Le syndicat des travailleurs à la rescousse
Le programme des vols, malgré le mouvement de grève, «se déroule normalement» jusqu’à présent. Une sorte de grève à la japonaise où les employés accomplissent leurs tâches quotidiennes, tout en portant un brassard noir en signe de mécontentement.
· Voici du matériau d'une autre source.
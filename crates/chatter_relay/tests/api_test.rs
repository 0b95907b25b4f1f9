use axum::{
    Router,
    body::{Body, to_bytes},
    http::{Request, StatusCode, header},
    response::Response,
};
use chatter_relay::{AppState, ErrorBody, router};
use chatter_test::{
    mock::{self, AGENT_ID, API_KEY, MockServer, POST},
    sse, test,
};
use chatter_upstream::Client;
use pretty_assertions::assert_eq;
use serde_json::{Map, Value, json};
use tower::ServiceExt as _;

const ORIGIN: &str = "http://localhost:3232";

fn state(server: &MockServer) -> AppState {
    AppState::new(Client::new(server.base_url(), API_KEY, AGENT_ID))
}

fn app(server: &MockServer) -> Router {
    router(state(server), ORIGIN).unwrap()
}

fn post(uri: &str, body: &Value) -> Request<Body> {
    Request::builder()
        .method("POST")
        .uri(uri)
        .header(header::CONTENT_TYPE, "application/json")
        .body(Body::from(body.to_string()))
        .unwrap()
}

async fn body_text(response: Response) -> String {
    let bytes = to_bytes(response.into_body(), usize::MAX).await.unwrap();
    String::from_utf8(bytes.to_vec()).unwrap()
}

async fn body_json<T: serde::de::DeserializeOwned>(response: Response) -> T {
    serde_json::from_str(&body_text(response).await).unwrap()
}

#[test(tokio::test)]
async fn create_conversation_attaches_configured_user_context() {
    let server = MockServer::start_async().await;
    let create = server
        .mock_async(|when, then| {
            when.method(POST)
                .path(mock::conversations_path())
                .json_body_partial(r#"{ "userContext": { "organisationId": 1 } }"#);
            then.status(200)
                .json_body(json!({ "id": "c1", "createdAt": "now" }));
        })
        .await;

    let mut user_context = Map::new();
    user_context.insert("organisationId".to_owned(), json!(1));
    let app = router(state(&server).with_user_context(user_context), ORIGIN).unwrap();

    let response = app
        .oneshot(post("/create-conversation", &json!({ "ignored": true })))
        .await
        .unwrap();

    assert_eq!(response.status(), StatusCode::OK);
    let body: Value = body_json(response).await;
    assert_eq!(body, json!({ "id": "c1", "createdAt": "now" }));
    create.assert();
}

#[test(tokio::test)]
async fn create_conversation_failure_keeps_upstream_status() {
    let server = MockServer::start_async().await;
    let create = mock::create_conversation(&server, 500, json!({ "error": "database down" })).await;

    let response = app(&server)
        .oneshot(post("/create-conversation", &json!({})))
        .await
        .unwrap();

    assert_eq!(response.status(), StatusCode::INTERNAL_SERVER_ERROR);
    let body: ErrorBody = body_json(response).await;
    assert!(body.error.contains("database down"), "{}", body.error);
    create.assert();
}

#[test(tokio::test)]
async fn unary_response_is_passed_through() {
    let server = MockServer::start_async().await;
    let upstream = json!({
        "id": "r1",
        "conversationId": "c1",
        "type": "table",
        "message": "Here you go",
        "table": { "head": ["a"], "body": [[1]] },
        "sources": ["kept"]
    });
    let respond = mock::unary_response(&server, "c1", 200, upstream.clone()).await;

    let response = app(&server)
        .oneshot(post(
            "/create-response",
            &json!({ "conversationId": "c1", "message": "show me", "stream": false }),
        ))
        .await
        .unwrap();

    assert_eq!(response.status(), StatusCode::OK);
    let body: Value = body_json(response).await;
    assert_eq!(body, upstream);
    respond.assert();
}

#[test(tokio::test)]
async fn streamed_response_relays_every_frame() {
    let server = MockServer::start_async().await;
    let payloads = [
        json!({ "type": "agent_step", "step": "S1", "message": "Looking up data" }),
        json!({ "type": "agent_step", "step": "S2" }),
        json!({
            "type": "completed",
            "id": "r1",
            "response": { "type": "text", "message": "Done" }
        }),
    ];
    let respond = mock::stream_response(&server, "c1", &payloads).await;

    let response = app(&server)
        .oneshot(post(
            "/create-response",
            &json!({ "conversationId": "c1", "message": "hi", "stream": true }),
        ))
        .await
        .unwrap();

    assert_eq!(response.status(), StatusCode::OK);
    assert_eq!(
        response.headers()[header::CONTENT_TYPE],
        "text/event-stream"
    );
    assert_eq!(body_text(response).await, sse::body(&payloads));
    respond.assert();
}

#[test(tokio::test)]
async fn streamed_response_without_upstream_sentinel_still_terminates() {
    let server = MockServer::start_async().await;
    let payloads = [json!({ "type": "agent_step", "step": "S1" })];
    let respond = server
        .mock_async(|when, then| {
            when.method(POST).path(mock::response_path("c1"));
            then.status(200)
                .header("content-type", "text/event-stream")
                .body(sse::frames(&payloads));
        })
        .await;

    let response = app(&server)
        .oneshot(post(
            "/create-response",
            &json!({ "conversationId": "c1", "message": "hi", "stream": true }),
        ))
        .await
        .unwrap();

    assert_eq!(body_text(response).await, sse::body(&payloads));
    respond.assert();
}

#[test(tokio::test)]
async fn upstream_rejection_before_streaming_is_a_json_error() {
    let server = MockServer::start_async().await;
    let respond = server
        .mock_async(|when, then| {
            when.method(POST).path(mock::response_path("missing"));
            then.status(404)
                .json_body(json!({ "message": "conversation not found" }));
        })
        .await;

    let response = app(&server)
        .oneshot(post(
            "/create-response",
            &json!({ "conversationId": "missing", "message": "hi", "stream": true }),
        ))
        .await
        .unwrap();

    assert_eq!(response.status(), StatusCode::NOT_FOUND);
    assert_eq!(
        response.headers()[header::CONTENT_TYPE],
        "application/json"
    );
    let body: ErrorBody = body_json(response).await;
    assert!(body.error.contains("conversation not found"), "{}", body.error);
    respond.assert();
}

#[test(tokio::test)]
async fn blank_message_is_rejected_without_upstream_call() {
    let server = MockServer::start_async().await;
    let respond = server
        .mock_async(|when, then| {
            when.method(POST);
            then.status(200);
        })
        .await;

    for message in ["", "   \n\t"] {
        let response = app(&server)
            .oneshot(post(
                "/create-response",
                &json!({ "conversationId": "c1", "message": message, "stream": true }),
            ))
            .await
            .unwrap();

        assert_eq!(response.status(), StatusCode::BAD_REQUEST);
        let body: ErrorBody = body_json(response).await;
        assert_eq!(body.error, "message must not be empty");
    }

    respond.assert_hits(0);
}

#[test(tokio::test)]
async fn missing_conversation_id_is_rejected() {
    let server = MockServer::start_async().await;

    for body in [
        json!({ "message": "hi" }),
        json!({ "conversationId": "", "message": "hi" }),
    ] {
        let response = app(&server)
            .oneshot(post("/create-response", &body))
            .await
            .unwrap();

        assert_eq!(response.status(), StatusCode::BAD_REQUEST);
        let body: ErrorBody = body_json(response).await;
        assert_eq!(body.error, "conversationId is required");
    }
}

#[test(tokio::test)]
async fn malformed_body_is_a_bad_request() {
    let server = MockServer::start_async().await;
    let request = Request::builder()
        .method("POST")
        .uri("/create-response")
        .header(header::CONTENT_TYPE, "application/json")
        .body(Body::from("{ not json"))
        .unwrap();

    let response = app(&server).oneshot(request).await.unwrap();

    assert_eq!(response.status(), StatusCode::BAD_REQUEST);
    let body: ErrorBody = body_json(response).await;
    assert!(!body.error.is_empty());
}

#[test(tokio::test)]
async fn errors_are_redacted_when_not_exposed() {
    let server = MockServer::start_async().await;
    let create = mock::create_conversation(&server, 503, json!({ "error": "secret detail" })).await;
    let app = router(state(&server).with_exposed_errors(false), ORIGIN).unwrap();

    let response = app
        .oneshot(post("/create-conversation", &json!({})))
        .await
        .unwrap();

    assert_eq!(response.status(), StatusCode::SERVICE_UNAVAILABLE);
    let body: ErrorBody = body_json(response).await;
    assert_eq!(body, ErrorBody::new("Something went wrong"));
    create.assert();
}

#[test(tokio::test)]
async fn unknown_route_is_not_found() {
    let server = MockServer::start_async().await;
    let app = router(state(&server).with_exposed_errors(false), ORIGIN).unwrap();

    let request = Request::builder()
        .uri("/does-not-exist")
        .body(Body::empty())
        .unwrap();
    let response = app.oneshot(request).await.unwrap();

    assert_eq!(response.status(), StatusCode::NOT_FOUND);
    let body: ErrorBody = body_json(response).await;
    assert_eq!(body, ErrorBody::new("Route not found"));
}

#[test(tokio::test)]
async fn feedback_is_forwarded_upstream() {
    let server = MockServer::start_async().await;
    let forward = server
        .mock_async(|when, then| {
            when.method(POST)
                .path(format!("{}/r1/feedback", mock::response_path("c1")))
                .json_body(json!({ "rating": 1 }));
            then.status(201).json_body(json!({ "id": "f1" }));
        })
        .await;

    let response = app(&server)
        .oneshot(post(
            "/conversations/c1/responses/r1/feedback",
            &json!({ "rating": 1 }),
        ))
        .await
        .unwrap();

    assert_eq!(response.status(), StatusCode::OK);
    let body: Value = body_json(response).await;
    assert_eq!(body, json!({ "id": "f1" }));
    forward.assert();
}

#[test(tokio::test)]
async fn cors_preflight_allows_configured_origin() {
    let server = MockServer::start_async().await;
    let request = Request::builder()
        .method("OPTIONS")
        .uri("/create-response")
        .header(header::ORIGIN, ORIGIN)
        .header(header::ACCESS_CONTROL_REQUEST_METHOD, "POST")
        .body(Body::empty())
        .unwrap();

    let response = app(&server).oneshot(request).await.unwrap();

    assert_eq!(
        response.headers()[header::ACCESS_CONTROL_ALLOW_ORIGIN],
        ORIGIN
    );
}

#[test]
fn invalid_cors_origin_is_a_config_error() {
    let server = MockServer::start();
    let result = router(state(&server), "bad\norigin");

    assert!(matches!(result, Err(chatter_relay::Error::Config(_))));
}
Par ailleurs, le syndicat des travailleurs d’Air Algérie relevant de l’Union générale des travailleurs algériens (UGTA)a assuré hier dans un communiqué que tous les avions de la compagnie alignés pour les vols «sont techniquement contrôlés en matière de navigabilité selon les normes de sécurité », dénonçant « des attaques contre le pavillon national ».
Ainsi, la section syndicale d’Air Algérie « réfute toutes les informations à sensation en qualifiant leurs auteurs de personnes qui n’hésitent pas à utiliser tous les moyens pour calomnier et diffamer, et commettent l’imprudence de douter et de s’attaquer à la maintenance aéronautique algérienne qui a déjà acquis ses lettres de noblesse depuis des décennies ».